__Problem requirements__. Please write out exactly the lines of the data below from the line holding "bare selection works." through the line holding "pub async fn", and leave out the rest.

**** Source information ****

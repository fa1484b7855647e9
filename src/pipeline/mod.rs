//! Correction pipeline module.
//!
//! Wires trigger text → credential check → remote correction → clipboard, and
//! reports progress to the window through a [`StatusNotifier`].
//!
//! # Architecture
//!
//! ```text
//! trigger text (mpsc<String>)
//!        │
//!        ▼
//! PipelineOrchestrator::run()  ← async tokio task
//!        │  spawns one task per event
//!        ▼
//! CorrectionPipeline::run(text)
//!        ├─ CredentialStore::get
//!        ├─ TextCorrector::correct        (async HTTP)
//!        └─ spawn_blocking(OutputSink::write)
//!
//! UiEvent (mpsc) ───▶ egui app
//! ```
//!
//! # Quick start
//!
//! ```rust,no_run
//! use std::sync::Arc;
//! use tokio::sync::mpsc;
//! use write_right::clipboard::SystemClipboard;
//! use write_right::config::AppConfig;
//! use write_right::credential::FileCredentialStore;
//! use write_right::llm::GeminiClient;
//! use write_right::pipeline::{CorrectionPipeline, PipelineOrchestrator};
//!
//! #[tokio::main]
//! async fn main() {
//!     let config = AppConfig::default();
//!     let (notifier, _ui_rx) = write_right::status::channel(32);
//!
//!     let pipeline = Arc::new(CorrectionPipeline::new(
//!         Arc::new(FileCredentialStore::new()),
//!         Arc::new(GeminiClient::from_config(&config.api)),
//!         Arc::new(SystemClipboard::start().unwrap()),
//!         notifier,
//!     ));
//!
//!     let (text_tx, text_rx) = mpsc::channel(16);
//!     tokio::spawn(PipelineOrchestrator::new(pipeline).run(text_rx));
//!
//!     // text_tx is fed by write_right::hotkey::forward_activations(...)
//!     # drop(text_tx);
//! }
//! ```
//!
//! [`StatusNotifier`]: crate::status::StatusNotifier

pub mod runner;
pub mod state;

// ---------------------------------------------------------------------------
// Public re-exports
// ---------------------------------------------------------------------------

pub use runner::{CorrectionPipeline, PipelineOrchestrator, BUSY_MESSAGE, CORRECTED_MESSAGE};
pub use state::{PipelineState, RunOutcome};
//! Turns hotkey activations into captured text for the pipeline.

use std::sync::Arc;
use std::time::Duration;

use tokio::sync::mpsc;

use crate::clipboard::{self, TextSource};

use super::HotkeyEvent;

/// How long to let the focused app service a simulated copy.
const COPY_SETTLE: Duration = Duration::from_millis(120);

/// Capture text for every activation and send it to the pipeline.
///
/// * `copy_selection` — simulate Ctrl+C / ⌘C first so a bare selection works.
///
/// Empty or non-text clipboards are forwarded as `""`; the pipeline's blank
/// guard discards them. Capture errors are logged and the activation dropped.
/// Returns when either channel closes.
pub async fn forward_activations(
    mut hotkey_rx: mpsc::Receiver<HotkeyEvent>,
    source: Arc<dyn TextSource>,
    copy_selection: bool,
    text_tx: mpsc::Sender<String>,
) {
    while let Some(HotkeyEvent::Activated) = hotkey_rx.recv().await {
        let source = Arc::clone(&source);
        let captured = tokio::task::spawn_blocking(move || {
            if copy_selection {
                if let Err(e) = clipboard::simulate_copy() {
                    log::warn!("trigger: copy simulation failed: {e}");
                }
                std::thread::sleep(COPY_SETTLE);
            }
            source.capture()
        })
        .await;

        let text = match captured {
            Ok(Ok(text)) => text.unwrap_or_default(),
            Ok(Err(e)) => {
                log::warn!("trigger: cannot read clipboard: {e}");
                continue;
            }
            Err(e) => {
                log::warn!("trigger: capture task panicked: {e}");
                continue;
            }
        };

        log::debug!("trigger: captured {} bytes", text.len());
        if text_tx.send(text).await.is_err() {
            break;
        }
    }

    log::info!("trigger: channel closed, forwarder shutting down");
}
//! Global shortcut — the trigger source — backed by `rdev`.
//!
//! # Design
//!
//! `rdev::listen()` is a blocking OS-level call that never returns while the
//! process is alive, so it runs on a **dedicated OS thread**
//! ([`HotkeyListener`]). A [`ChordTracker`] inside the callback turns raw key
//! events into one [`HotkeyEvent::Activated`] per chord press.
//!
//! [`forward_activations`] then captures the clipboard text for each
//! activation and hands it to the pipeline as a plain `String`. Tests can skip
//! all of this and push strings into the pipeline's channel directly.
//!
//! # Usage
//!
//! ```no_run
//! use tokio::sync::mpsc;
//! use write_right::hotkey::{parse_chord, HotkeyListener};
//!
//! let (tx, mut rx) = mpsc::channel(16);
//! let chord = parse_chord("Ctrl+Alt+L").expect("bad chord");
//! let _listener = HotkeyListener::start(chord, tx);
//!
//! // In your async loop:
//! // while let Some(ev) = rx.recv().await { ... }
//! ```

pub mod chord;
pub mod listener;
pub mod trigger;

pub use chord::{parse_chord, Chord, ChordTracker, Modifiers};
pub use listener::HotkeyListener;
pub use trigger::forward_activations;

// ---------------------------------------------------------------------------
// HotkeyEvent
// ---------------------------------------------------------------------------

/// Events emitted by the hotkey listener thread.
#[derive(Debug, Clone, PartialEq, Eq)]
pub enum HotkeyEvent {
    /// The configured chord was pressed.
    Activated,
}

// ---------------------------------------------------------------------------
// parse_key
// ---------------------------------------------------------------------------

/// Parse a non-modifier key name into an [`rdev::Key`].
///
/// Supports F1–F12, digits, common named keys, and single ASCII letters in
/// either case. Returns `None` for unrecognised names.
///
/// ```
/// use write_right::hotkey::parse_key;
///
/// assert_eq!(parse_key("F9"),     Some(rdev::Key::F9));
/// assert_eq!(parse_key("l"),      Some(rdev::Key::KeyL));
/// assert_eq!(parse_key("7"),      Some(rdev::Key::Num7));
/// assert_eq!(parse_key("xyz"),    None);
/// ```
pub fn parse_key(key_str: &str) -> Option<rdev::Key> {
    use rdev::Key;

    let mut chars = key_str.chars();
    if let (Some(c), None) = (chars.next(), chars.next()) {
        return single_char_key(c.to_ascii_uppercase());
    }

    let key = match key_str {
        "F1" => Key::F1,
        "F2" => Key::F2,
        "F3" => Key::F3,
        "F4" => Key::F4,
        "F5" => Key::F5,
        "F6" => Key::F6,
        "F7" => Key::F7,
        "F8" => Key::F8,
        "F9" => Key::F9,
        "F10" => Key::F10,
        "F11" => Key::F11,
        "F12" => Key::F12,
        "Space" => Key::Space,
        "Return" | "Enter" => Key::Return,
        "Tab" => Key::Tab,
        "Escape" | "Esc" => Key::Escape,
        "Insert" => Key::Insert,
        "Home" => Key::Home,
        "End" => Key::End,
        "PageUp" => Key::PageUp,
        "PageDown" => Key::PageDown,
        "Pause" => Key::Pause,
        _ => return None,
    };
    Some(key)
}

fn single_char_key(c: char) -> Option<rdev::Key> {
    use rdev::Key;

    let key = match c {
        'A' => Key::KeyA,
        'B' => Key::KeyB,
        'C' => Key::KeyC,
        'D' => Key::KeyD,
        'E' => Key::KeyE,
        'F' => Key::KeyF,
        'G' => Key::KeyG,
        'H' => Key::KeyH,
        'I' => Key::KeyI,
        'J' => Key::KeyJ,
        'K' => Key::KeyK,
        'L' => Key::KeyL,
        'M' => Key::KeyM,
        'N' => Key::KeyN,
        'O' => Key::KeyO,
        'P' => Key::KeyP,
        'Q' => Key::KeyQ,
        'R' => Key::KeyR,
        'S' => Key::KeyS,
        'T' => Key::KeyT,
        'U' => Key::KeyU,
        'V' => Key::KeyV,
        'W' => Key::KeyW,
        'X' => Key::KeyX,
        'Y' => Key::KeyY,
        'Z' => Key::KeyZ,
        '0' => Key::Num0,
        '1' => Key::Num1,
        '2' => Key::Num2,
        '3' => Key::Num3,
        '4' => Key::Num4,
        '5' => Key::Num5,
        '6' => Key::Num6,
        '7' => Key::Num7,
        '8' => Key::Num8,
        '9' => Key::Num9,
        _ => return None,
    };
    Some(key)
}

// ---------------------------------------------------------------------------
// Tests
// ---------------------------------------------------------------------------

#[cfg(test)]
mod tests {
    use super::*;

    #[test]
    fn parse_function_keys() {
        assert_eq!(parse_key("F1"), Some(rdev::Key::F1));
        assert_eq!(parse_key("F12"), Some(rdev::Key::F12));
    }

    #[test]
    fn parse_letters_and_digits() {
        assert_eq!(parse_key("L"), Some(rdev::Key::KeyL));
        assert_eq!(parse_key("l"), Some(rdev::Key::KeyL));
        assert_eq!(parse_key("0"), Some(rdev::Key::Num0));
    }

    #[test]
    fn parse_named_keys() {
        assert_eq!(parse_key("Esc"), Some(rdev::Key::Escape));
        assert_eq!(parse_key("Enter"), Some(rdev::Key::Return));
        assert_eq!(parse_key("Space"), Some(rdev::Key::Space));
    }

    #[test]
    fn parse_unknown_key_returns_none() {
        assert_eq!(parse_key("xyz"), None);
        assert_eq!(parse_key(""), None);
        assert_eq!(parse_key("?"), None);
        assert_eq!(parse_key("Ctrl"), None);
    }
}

****

__Output__.
/// * `copy_selection` — simulate Ctrl+C / ⌘C first so a bare selection works.
///
/// Empty or non-text clipboards are forwarded as `""`; the pipeline's blank
/// guard discards them. Capture errors are logged and the activation dropped.
/// Returns when either channel closes.
pub async fn forward_activations(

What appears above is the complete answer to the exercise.